While Grabbed by the Ghoulies may present itself quite well, the dull gameplay that hides behind the great graphics and sound really hurts the experience.
With Halloween just around the corner, the time is right for games with a slightly spooky flavor. Microsoft's answer to the holiday question is Rare's first game for the Xbox, Grabbed by the Ghoulies. It's a haunted mansion romp that looks and sounds really impressive, but it's ultimately marred by repetitive, overly simple punch-and-kick gameplay that's compounded by the game's lack of length.
The game is light on plot, but the story is beautifully told, using stills and video that plays like moving pages from a book. You play as a kid named Cooper. Cooper and his girlfriend get caught in the rain, and only the nearby Ghoulhaven Hall offers any sort of immediate shelter. Upon approaching the mansion, Cooper's lady friend is kidnapped by monsters, so Cooper sets off to get her back. Since the mansion is haunted by a menagerie of imps, haunted televisions, zombies, mummies, spiders, undead pirates, haunted doors, and more, Cooper will have to fight his way from room to room to find his girlfriend and others in need of rescuing.

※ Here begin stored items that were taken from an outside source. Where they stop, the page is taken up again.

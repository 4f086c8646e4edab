//! Compilation unit: the type universe, global variable table, and
//! function list a whole translation unit shares.
//!
//! [`GlobalData`]/[`Init`] model a tagged initializer plus `internal`/
//! `constant`/`weak` linkage flags; a front end owns parsing and type
//! checking, handing this module just enough book-keeping — one shared
//! name namespace across globals and functions — to drive
//! [`crate::context::compile_unit`] over more than one function.

use crate::ir::{Function, Type, TypeInterner};
use crate::result::{CodegenError, CodegenResult};
use std::collections::HashSet;

/// One leaf or nested node of a global's initializer. A pure type-renaming
/// alias for diagnostics carries no byte-layout information of its own, so
/// a front end resolves it away before handing an initializer to this
/// crate — it has no variant here.
#[derive(Clone, Debug)]
pub enum Init {
    /// A scalar integer leaf, `bits` truncated to `ty`'s width at emission.
    Int {
        /// The leaf's type, used to pick the emitted directive's width.
        ty: Type,
        /// The constant value.
        bits: i128,
    },
    /// A byte string, emitted with `.ascii`.
    Str(Vec<u8>),
    /// A pointer to another symbol, optionally offset (`&sym + addend`).
    Ptr {
        /// The target symbol's name.
        symbol: String,
        /// Byte offset added to the symbol's address.
        addend: i64,
    },
    /// `elem_ty`-typed elements, tightly packed (arrays never pad between
    /// elements).
    Array {
        /// The array's element type.
        elem_ty: Type,
        /// Per-element initializers, in order.
        elems: Vec<Init>,
    },
    /// Field initializers for a struct-typed global, in declaration order.
    /// `ty` lets the emitter recover each field's offset to pad between
    /// members.
    Struct {
        /// The struct's own type.
        ty: Type,
        /// Per-field initializers, in declaration order.
        fields: Vec<Init>,
    },
    /// `n` bytes of zero, used for tail padding and uninitialized globals.
    Zero(u32),
}

/// A global variable declaration: name, type, optional initializer, and
/// the linkage flags carried alongside every top-level initializer.
#[derive(Clone, Debug)]
pub struct GlobalData {
    /// The global's linker-visible name.
    pub name: String,
    /// The global's type; its size/alignment drive the emitted directives.
    pub ty: Type,
    /// The initializer, or `None` for a zero-initialized (BSS-like) global.
    pub init: Option<Init>,
    /// Emit a `.globl`/equivalent directive.
    pub exported: bool,
    /// Place the global in a read-only section.
    pub constant: bool,
    /// Emit the target's weak-symbol directive.
    pub weak: bool,
}

/// A compilation unit: the type universe, every global, and every function
/// declared against it, under one shared symbol namespace.
pub struct Unit {
    /// The type universe every global and function in this unit is typed
    /// against.
    pub types: TypeInterner,
    /// Global variable declarations, in declaration order.
    pub globals: Vec<GlobalData>,
    /// Function definitions, in declaration order.
    pub functions: Vec<Function>,
    names: HashSet<String>,
}

impl Unit {
    /// Create an empty unit over a fresh type universe sized for `ptr_size`/
    /// `ptr_align` bytes.
    pub fn new(ptr_size: u32, ptr_align: u32) -> Self {
        Unit {
            types: TypeInterner::new(ptr_size, ptr_align),
            globals: Vec::new(),
            functions: Vec::new(),
            names: HashSet::new(),
        }
    }

    /// Declare a global, failing if its name already names a global or
    /// function in this unit.
    pub fn declare_global(&mut self, global: GlobalData) -> CodegenResult<()> {
        self.claim_name(&global.name)?;
        self.globals.push(global);
        Ok(())
    }

    /// Declare a function, failing if its name already names a global or
    /// function in this unit.
    pub fn declare_function(&mut self, func: Function) -> CodegenResult<()> {
        self.claim_name(&func.name)?;
        self.functions.push(func);
        Ok(())
    }

    fn claim_name(&mut self, name: &str) -> CodegenResult<()> {
        if !self.names.insert(name.to_string()) {
            return Err(CodegenError::DuplicateSymbol {
                name: name.to_string(),
            });
        }
        Ok(())
    }

    /// Look up a declared global by name.
    pub fn global(&self, name: &str) -> Option<&GlobalData> {
        self.globals.iter().find(|g| g.name == name)
    }

    /// Look up a declared function by name.
    pub fn function(&self, name: &str) -> Option<&Function> {
        self.functions.iter().find(|f| f.name == name)
    }
}

#[cfg(test)]
mod tests {
    use super::*;
    use crate::ir::function::Signature;
    use crate::ir::Function;
    use crate::isa::CallConv;

    fn sig(unit: &Unit) -> Signature {
        Signature {
            ret: unit.types.void(),
            params: vec![],
            variadic: false,
            call_conv: CallConv::SystemV,
        }
    }

    #[test]
    fn duplicate_global_name_is_rejected() {
        let mut unit = Unit::new(8, 8);
        let i4 = unit.types.intern_primitive(crate::ir::Prim::I4);
        let g = GlobalData {
            name: "counter".to_string(),
            ty: i4,
            init: None,
            exported: false,
            constant: false,
            weak: false,
        };
        assert!(unit.declare_global(g.clone()).is_ok());
        assert!(unit.declare_global(g).is_err());
    }

    #[test]
    fn function_and_global_share_one_namespace() {
        let mut unit = Unit::new(8, 8);
        let sig = sig(&unit);
        unit.declare_function(Function::new("thing", sig)).unwrap();
        let i4 = unit.types.intern_primitive(crate::ir::Prim::I4);
        let g = GlobalData {
            name: "thing".to_string(),
            ty: i4,
            init: None,
            exported: false,
            constant: false,
            weak: false,
        };
        match unit.declare_global(g) {
            Err(CodegenError::DuplicateSymbol { name }) => assert_eq!(name, "thing"),
            other => panic!("expected DuplicateSymbol, got {:?}", other),
        }
    }

    #[test]
    fn struct_initializer_carries_its_type_for_padding() {
        let mut unit = Unit::new(8, 8);
        let i1 = unit.types.intern_primitive(crate::ir::Prim::I1);
        let i8 = unit.types.intern_primitive(crate::ir::Prim::I8);
        let s = unit.types.intern_struct(vec![i1, i8]);
        let init = Init::Struct {
            ty: s,
            fields: vec![Init::Int { ty: i1, bits: 1 }, Init::Int { ty: i8, bits: 2 }],
        };
        let g = GlobalData {
            name: "g".to_string(),
            ty: s,
            init: Some(init),
            exported: true,
            constant: false,
            weak: false,
        };
        unit.declare_global(g).unwrap();
        assert_eq!(unit.globals.len(), 1);
    }
}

The gameplay in Grabbed by the Ghoulies is deliberately simple. The left stick moves Cooper, and the right stick controls Cooper's attacks. Tapping the right stick toward an enemy executes a punch or kick in that direction, while holding the stick keeps up the attacks by executing combos. The A and B buttons also come into play, as A picks up nearby objects that can be used as weapons, and B drops any weapon you might be holding. The triggers are used to rotate the camera. The way the right stick is used makes the game pretty simple to master, as you really only have to hold the stick in the direction of your foes to knock them out, occasionally switching directions as monsters come up from behind. The game has a ton of different weapons to pick up along the way, including tables, chairs, fire extinguishers, vases, and more.
A butler appears early on to guide Cooper, and his tips essentially act as brief tutorials. At first, Grabbed by the Ghoulies is merely a simple beat-'em-up, asking you to clear a room of enemies to proceed. Each room you enter gives you a different amount of starting heath, so there's no need to conserve your health from room to room, but more and more restrictions do pile up as you continue. Some rooms ask you to find a key to proceed. Others have time limits, forcing you to eliminate enemies quickly. As you get deeper and deeper into the game, you'll find rooms that forbid you from getting hit, rooms that require you to inflict all of your damage with weapons, and so on. Violating these rules brings out the grim reaper, who will kill Cooper with one touch if he gets close enough. Dying in Grabbed by the Ghoulies is really only a temporary setback. Upon death, you're placed at the start of the current room, and you'll have to play the entire room over again. A "butler's brew" option sits in the menus, and it's marked as a mode for younger players. When it's enabled and you die, you're given the option to retry the room with double your normal health. Since the game is already pretty easy, with most of the difficulty coming from the grim reaper's restrictions, the double health isn't as much of a bonus as you might think.
Grabbed by the Ghoulies' largest problem is that it's overly simplistic. At first, the game feels quite fresh. The environments look great and are highly interactive, in that you can destroy most parts of them, and the combat, at least, looks cool, even if it isn't very complex. Aside from that and the varying rules that show up in the rooms, there really isn't much more to the game. The game has a lot of different rooms, but in the fetch objectives that permeate the middle of the game, you'll have to backtrack through a lot of the same rooms. The game is also completely linear. You're never really given the option of walking through the wrong door, which is nice, considering the game is more of an action game than an adventure one. However, the game really does force you down its singular path, even if the game occasionally makes a big deal about marking objectives down on a pretty useless map so you won't get lost.
While the gameplay in Grabbed by the Ghoulies gets old fast, the look of the game really goes a long way, and it, at least, hides some of the game's flaws. The graphics may not push the most polygons that the Xbox has ever seen, but everything is lovingly designed and animated. The game has a great, cohesive look to its design, and the result is a cartoonlike atmosphere combined with a level of spooky, yet humorous, surroundings that make the whole game feel like a modern-day Scooby-Doo. The animation is great at conveying emotion, from the way Cooper's hair spikes when he's afraid to the loving looks he trades back and forth with his girlfriend upon her rescue.
The sound also really adds to the experience. Much like The Sims or some of Rare's previous work on the Nintendo 64, the characters in Grabbed by the Ghoulies speak in a series of nonsense syllables. This nonsense, however, is uttered with a precise focus on tone and inflection, and, as a result, it conveys the feelings of the characters better than full voices probably would have. The music and sound effects are also strong, with each monster getting its own sound effects and voice in the process. The spider's "memememememe" shrieks can only be described as totally cute.
While Grabbed by the Ghoulies may present itself quite well, the dull gameplay that hides behind the great graphics and sound really hurts the experience. The game's short length makes it perfect for rental, as most anyone should be able to blaze through the game and see many of its unlockable items within a day or two.